What the task asks |
What lines of the material below hold the string "struct"? Copy them out.

++++++++++++++++++++

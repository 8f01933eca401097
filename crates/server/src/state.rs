// SPDX-License-Identifier: MIT
// Copyright (c) 2026 Alfred Jean LLC

//! Server state management.
//!
//! Wraps the canonical fine collection for thread-safe access.

use std::fs;
use std::io;
use std::path::{Path, PathBuf};
use std::sync::Arc;
use tokio::sync::Mutex;
use tracing::debug;

use finetrack_core::{Fine, FinePatch};

/// Errors raised by state operations.
#[derive(Debug, thiserror::Error)]
pub enum StateError {
    #[error("fine not found: {0}")]
    NotFound(String),

    #[error("fine already exists: {0}")]
    AlreadyExists(String),

    #[error("io error: {0}")]
    Io(#[from] io::Error),

    #[error("json error: {0}")]
    Json(#[from] serde_json::Error),
}

/// Shared server state containing the canonical fine collection.
#[derive(Clone)]
pub struct ServerState {
    inner: Arc<ServerStateInner>,
}

struct ServerStateInner {
    /// The collection, in insertion order.
    fines: Mutex<Vec<Fine>>,
    /// Where the collection is mirrored, if anywhere.
    data_file: Option<PathBuf>,
    /// Bearer token required on fines requests.
    api_key: Option<String>,
}

impl ServerState {
    /// Creates state backed by `data_file` when given, loading it if it exists.
    pub fn open(data_file: Option<&Path>, api_key: Option<String>) -> Result<Self, StateError> {
        let fines = match data_file {
            Some(path) if path.exists() => {
                let content = fs::read_to_string(path)?;
                serde_json::from_str(&content)?
            }
            _ => Vec::new(),
        };

        Ok(ServerState {
            inner: Arc::new(ServerStateInner {
                fines: Mutex::new(fines),
                data_file: data_file.map(Path::to_path_buf),
                api_key,
            }),
        })
    }

    /// Creates empty state that is never written to disk.
    pub fn in_memory() -> Self {
        ServerState {
            inner: Arc::new(ServerStateInner {
                fines: Mutex::new(Vec::new()),
                data_file: None,
                api_key: None,
            }),
        }
    }

    /// Returns true if a request carrying `authorization` may proceed.
    pub fn authorize(&self, authorization: Option<&str>) -> bool {
        match &self.inner.api_key {
            None => true,
            Some(key) => authorization
                .and_then(|value| value.strip_prefix("Bearer "))
                .is_some_and(|token| token == key),
        }
    }

    /// Returns a snapshot of the collection.
    pub async fn list(&self) -> Vec<Fine> {
        self.inner.fines.lock().await.clone()
    }

    /// Appends a fine. Ids are assigned by clients and must be unique.
    pub async fn create(&self, fine: Fine) -> Result<Fine, StateError> {
        let mut fines = self.inner.fines.lock().await;
        if fines.iter().any(|f| f.id == fine.id) {
            return Err(StateError::AlreadyExists(fine.id));
        }

        let mut next = fines.clone();
        next.push(fine.clone());
        self.persist(&next)?;
        *fines = next;

        debug!(id = %fine.id, "created fine");
        Ok(fine)
    }

    /// Merges `patch` into the fine with `id`.
    pub async fn update(&self, id: &str, patch: &FinePatch) -> Result<Fine, StateError> {
        let mut fines = self.inner.fines.lock().await;
        let mut next = fines.clone();
        let fine = next
            .iter_mut()
            .find(|f| f.id == id)
            .ok_or_else(|| StateError::NotFound(id.to_string()))?;
        patch.apply(fine);
        let updated = fine.clone();

        self.persist(&next)?;
        *fines = next;

        debug!(id = %id, "updated fine");
        Ok(updated)
    }

    /// Removes the fine with `id`.
    pub async fn delete(&self, id: &str) -> Result<(), StateError> {
        let mut fines = self.inner.fines.lock().await;
        if !fines.iter().any(|f| f.id == id) {
            return Err(StateError::NotFound(id.to_string()));
        }

        let next: Vec<Fine> = fines.iter().filter(|f| f.id != id).cloned().collect();
        self.persist(&next)?;
        *fines = next;

        debug!(id = %id, "deleted fine");
        Ok(())
    }

    /// Rewrites the data file via a sibling temp file and rename.
    fn persist(&self, fines: &[Fine]) -> Result<(), StateError> {
        let Some(path) = &self.inner.data_file else {
            return Ok(());
        };

        let tmp = path.with_extension("json.tmp");
        fs::write(&tmp, serde_json::to_string_pretty(fines)?)?;
        fs::rename(&tmp, path)?;
        Ok(())
    }
}

#[cfg(test)]
#[path = "state_tests.rs"]
mod tests;
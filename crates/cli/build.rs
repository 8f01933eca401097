// SPDX-License-Identifier: MIT
// Copyright (c) 2026 Alfred Jean LLC

use std::io::Write;

fn main() -> Result<(), Box<dyn std::error::Error>> {
    let out_dir = std::env::var("OUT_DIR")?;
    let path = std::path::Path::new(&out_dir).join("env_vars.rs");
    let mut f = std::fs::File::create(path)?;

    let vars = [
        ("FINETRACK_DIR", "FINETRACK_DIR"),
        ("FINETRACK_LOG", "FINETRACK_LOG"),
        ("NO_COLOR", "NO_COLOR"),
        ("COLOR", "COLOR"),
    ];

    for (const_name, env_name) in &vars {
        writeln!(f, "pub const {const_name}: &str = \"{env_name}\";")?;
    }

    println!("cargo:rerun-if-changed=build.rs");
    Ok(())
}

++++++++++++++++++++

Solution to this problem |
pub struct ServerState {
struct ServerStateInner {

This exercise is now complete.